Recorded data: Begin

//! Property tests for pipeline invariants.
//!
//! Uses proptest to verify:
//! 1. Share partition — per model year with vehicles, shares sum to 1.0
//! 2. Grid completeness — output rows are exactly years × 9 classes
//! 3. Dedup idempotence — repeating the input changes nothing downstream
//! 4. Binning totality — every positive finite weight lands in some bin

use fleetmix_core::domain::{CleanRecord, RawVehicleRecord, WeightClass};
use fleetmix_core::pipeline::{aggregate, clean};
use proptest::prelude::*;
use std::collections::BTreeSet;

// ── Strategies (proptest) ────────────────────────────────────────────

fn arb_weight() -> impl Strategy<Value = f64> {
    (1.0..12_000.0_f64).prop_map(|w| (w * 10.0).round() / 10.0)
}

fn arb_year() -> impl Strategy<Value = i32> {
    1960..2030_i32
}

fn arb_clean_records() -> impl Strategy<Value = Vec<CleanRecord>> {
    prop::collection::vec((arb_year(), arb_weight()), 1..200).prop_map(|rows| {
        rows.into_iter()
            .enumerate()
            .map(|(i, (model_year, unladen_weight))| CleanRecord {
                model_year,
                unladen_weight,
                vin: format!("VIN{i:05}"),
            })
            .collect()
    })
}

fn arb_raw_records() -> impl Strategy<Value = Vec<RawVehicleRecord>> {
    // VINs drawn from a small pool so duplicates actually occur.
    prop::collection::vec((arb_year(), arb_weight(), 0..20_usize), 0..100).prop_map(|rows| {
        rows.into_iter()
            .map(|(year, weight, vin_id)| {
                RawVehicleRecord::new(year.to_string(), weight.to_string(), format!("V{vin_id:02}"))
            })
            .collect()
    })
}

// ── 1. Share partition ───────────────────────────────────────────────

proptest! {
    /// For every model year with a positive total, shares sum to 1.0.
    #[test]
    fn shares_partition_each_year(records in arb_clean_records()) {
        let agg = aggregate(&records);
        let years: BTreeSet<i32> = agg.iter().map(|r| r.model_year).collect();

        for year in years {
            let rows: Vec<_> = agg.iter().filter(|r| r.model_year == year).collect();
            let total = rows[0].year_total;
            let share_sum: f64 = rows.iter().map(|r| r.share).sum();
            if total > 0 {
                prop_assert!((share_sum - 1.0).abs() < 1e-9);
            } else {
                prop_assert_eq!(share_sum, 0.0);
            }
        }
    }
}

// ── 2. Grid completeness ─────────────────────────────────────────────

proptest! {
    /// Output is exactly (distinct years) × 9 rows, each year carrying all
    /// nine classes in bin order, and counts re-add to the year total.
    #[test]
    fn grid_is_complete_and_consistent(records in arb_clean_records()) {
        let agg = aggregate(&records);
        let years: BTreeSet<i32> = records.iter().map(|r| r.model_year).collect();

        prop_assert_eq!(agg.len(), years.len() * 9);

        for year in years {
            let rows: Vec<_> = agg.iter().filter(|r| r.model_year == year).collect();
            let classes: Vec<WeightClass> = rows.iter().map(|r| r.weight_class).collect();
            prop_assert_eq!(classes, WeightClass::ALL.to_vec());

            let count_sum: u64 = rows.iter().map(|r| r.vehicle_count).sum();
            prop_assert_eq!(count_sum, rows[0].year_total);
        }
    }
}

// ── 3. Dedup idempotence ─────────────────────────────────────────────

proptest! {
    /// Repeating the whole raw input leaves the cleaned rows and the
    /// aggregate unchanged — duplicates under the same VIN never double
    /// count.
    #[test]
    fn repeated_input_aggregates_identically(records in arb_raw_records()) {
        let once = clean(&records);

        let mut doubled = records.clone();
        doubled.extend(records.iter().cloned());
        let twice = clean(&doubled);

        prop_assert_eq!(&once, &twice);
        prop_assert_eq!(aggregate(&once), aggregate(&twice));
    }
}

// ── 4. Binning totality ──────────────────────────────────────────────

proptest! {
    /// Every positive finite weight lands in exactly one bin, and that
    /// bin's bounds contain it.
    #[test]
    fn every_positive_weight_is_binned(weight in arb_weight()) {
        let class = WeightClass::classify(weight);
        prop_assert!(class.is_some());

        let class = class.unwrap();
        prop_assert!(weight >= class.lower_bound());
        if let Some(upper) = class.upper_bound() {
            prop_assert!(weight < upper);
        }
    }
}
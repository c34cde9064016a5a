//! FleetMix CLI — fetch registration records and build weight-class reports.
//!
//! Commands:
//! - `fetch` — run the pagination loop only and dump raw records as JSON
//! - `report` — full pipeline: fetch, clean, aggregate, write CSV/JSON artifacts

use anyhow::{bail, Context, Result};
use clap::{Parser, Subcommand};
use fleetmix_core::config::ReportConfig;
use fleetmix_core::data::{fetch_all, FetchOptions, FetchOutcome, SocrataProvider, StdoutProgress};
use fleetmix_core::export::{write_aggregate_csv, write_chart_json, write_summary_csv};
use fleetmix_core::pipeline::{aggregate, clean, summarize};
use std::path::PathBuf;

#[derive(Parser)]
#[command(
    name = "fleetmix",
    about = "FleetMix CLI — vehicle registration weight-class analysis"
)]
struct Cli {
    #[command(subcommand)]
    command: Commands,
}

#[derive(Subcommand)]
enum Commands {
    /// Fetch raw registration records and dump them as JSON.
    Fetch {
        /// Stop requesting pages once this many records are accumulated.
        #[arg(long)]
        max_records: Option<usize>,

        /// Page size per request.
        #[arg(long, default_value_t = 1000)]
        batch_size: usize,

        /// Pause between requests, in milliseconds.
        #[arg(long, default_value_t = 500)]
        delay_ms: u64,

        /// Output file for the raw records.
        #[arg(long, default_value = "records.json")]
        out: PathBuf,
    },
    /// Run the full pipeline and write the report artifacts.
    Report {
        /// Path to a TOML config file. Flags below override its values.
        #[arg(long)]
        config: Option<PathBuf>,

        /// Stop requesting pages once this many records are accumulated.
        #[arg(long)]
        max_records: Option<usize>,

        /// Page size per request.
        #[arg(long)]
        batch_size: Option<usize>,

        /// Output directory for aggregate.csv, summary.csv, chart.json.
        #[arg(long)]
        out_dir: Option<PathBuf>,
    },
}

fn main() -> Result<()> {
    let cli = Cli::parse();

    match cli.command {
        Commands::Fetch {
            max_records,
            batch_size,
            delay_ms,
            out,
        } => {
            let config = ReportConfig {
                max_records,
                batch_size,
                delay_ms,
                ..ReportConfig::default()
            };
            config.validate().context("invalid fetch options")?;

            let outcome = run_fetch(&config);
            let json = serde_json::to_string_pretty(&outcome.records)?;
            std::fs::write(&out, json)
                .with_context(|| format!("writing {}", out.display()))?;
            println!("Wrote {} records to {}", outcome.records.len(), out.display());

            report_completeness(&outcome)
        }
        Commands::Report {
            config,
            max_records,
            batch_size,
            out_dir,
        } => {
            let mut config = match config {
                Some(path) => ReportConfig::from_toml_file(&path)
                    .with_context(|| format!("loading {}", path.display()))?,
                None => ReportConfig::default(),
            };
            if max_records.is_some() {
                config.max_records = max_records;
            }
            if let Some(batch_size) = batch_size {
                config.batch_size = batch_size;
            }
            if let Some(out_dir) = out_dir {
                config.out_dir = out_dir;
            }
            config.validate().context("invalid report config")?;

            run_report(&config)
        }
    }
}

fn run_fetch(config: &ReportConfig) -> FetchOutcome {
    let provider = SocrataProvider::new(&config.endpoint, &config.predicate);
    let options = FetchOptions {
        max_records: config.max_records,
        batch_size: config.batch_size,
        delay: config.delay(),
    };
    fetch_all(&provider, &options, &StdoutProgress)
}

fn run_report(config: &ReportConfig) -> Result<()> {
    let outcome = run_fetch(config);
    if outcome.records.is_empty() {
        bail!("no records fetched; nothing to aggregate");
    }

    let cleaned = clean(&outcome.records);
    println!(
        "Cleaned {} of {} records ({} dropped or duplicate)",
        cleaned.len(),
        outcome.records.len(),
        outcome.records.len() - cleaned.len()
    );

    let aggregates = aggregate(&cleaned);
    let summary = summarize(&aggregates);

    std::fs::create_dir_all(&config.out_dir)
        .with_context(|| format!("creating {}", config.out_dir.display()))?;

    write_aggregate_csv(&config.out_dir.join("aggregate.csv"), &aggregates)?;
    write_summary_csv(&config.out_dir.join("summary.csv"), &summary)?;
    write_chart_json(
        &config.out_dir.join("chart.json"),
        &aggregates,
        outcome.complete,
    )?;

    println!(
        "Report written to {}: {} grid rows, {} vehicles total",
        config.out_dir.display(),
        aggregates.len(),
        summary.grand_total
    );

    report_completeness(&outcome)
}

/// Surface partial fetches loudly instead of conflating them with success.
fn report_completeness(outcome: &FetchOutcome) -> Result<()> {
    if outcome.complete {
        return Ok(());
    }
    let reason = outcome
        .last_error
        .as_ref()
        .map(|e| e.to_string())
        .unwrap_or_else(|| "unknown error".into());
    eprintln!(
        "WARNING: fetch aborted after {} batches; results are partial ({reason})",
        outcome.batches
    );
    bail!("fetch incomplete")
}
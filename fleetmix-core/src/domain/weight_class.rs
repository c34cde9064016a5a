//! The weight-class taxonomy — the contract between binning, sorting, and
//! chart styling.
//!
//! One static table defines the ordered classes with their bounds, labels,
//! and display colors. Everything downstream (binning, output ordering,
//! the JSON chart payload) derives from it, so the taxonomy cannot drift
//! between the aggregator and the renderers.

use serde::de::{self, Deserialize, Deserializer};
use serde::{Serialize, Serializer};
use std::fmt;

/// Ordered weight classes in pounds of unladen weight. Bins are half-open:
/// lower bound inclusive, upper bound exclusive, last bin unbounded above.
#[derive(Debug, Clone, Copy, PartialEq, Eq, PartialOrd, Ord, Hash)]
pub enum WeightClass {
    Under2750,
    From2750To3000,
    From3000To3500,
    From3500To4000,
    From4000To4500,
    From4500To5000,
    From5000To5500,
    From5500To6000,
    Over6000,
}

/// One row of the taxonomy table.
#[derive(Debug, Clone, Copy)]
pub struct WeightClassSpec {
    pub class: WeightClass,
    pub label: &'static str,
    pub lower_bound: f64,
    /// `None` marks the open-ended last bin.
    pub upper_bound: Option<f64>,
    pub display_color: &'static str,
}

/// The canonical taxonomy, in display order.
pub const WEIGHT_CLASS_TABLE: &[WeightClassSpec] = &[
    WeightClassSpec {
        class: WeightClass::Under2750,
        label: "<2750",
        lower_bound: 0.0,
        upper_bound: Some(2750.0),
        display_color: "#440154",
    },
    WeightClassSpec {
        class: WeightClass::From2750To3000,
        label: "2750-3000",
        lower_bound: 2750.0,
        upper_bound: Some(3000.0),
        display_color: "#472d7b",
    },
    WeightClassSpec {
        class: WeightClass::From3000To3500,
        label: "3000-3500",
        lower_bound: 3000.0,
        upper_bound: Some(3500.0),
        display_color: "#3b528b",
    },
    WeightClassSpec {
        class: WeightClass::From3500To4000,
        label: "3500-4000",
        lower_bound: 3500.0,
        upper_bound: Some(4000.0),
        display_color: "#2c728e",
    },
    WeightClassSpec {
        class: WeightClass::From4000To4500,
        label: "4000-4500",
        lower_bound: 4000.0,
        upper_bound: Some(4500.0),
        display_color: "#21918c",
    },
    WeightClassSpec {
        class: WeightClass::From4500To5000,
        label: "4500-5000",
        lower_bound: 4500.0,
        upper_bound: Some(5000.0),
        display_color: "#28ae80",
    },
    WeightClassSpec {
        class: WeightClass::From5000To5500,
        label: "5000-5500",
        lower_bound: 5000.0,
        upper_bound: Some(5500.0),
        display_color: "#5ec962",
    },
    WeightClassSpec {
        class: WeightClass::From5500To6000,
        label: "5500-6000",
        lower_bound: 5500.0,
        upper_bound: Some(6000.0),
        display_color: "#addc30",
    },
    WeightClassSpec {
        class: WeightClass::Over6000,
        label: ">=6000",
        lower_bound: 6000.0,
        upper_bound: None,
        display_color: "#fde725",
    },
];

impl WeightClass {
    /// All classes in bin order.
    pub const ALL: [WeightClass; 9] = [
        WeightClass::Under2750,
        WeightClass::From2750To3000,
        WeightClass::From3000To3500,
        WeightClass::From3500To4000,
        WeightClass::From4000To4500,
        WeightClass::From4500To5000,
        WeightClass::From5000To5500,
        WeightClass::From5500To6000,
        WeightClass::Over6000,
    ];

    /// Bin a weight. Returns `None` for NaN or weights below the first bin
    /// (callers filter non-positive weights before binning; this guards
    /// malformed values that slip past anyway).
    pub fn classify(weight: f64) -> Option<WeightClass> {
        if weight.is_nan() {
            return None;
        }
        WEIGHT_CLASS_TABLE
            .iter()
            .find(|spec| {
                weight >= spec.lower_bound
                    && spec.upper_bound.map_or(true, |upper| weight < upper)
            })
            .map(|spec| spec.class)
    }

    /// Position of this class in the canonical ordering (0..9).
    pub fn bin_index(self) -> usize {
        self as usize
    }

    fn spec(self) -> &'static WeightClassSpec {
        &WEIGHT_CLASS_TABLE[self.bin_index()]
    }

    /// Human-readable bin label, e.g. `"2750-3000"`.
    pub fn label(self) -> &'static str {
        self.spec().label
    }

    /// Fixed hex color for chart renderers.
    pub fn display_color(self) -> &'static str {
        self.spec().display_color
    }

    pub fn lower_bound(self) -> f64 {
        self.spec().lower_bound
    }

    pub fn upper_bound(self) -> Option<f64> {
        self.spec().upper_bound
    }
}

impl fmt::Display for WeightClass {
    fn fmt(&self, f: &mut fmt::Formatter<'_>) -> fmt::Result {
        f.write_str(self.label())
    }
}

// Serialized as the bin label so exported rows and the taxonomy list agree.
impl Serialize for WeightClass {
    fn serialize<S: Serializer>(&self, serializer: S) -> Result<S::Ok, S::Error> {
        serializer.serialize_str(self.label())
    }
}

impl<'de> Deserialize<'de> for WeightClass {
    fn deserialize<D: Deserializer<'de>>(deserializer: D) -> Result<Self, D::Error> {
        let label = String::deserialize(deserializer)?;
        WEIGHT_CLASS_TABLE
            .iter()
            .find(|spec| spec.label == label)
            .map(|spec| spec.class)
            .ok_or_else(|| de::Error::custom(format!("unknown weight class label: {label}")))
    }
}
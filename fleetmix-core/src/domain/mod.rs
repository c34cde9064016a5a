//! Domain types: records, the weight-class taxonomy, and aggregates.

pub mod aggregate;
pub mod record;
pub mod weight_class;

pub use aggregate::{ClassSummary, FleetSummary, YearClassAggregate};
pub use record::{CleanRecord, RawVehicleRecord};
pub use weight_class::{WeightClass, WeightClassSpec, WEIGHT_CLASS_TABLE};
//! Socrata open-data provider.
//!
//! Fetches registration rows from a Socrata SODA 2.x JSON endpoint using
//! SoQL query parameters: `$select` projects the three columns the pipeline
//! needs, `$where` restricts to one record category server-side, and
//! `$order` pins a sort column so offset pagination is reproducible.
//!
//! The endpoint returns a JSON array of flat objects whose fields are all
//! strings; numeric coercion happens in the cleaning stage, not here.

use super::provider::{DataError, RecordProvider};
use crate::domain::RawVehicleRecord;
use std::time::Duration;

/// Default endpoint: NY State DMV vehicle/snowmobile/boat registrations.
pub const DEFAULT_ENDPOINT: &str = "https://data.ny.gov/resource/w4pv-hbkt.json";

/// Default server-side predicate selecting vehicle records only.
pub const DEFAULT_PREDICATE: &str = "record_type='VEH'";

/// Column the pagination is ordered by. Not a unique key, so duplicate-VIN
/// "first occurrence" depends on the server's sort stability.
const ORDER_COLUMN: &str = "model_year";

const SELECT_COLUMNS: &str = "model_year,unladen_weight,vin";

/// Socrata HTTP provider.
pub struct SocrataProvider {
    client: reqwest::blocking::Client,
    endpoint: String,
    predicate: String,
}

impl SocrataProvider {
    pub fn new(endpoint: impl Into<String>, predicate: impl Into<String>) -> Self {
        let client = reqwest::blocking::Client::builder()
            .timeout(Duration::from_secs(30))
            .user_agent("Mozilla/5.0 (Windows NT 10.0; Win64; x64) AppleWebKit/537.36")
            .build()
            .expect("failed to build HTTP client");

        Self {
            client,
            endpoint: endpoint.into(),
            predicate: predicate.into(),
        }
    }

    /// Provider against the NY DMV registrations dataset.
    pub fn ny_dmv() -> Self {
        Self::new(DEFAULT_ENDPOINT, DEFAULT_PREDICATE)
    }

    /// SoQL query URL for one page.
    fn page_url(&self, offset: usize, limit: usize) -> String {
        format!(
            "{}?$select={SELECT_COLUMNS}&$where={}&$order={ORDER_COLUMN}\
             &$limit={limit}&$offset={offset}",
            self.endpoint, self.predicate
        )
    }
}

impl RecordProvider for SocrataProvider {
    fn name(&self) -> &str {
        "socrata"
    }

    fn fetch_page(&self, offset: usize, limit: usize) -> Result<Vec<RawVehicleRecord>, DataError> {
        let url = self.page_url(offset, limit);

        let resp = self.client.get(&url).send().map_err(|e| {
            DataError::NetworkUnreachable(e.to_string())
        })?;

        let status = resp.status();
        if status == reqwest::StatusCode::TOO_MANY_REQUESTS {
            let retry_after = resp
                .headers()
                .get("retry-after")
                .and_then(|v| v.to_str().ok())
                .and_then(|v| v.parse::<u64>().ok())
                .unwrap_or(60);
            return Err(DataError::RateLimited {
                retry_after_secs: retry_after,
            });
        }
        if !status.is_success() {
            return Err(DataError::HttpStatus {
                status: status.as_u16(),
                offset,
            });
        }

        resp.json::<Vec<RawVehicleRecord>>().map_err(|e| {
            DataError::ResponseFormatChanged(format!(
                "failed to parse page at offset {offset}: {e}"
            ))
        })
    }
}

Recorded data: End

Give nothing but the number of lines in the entries that include "static".

6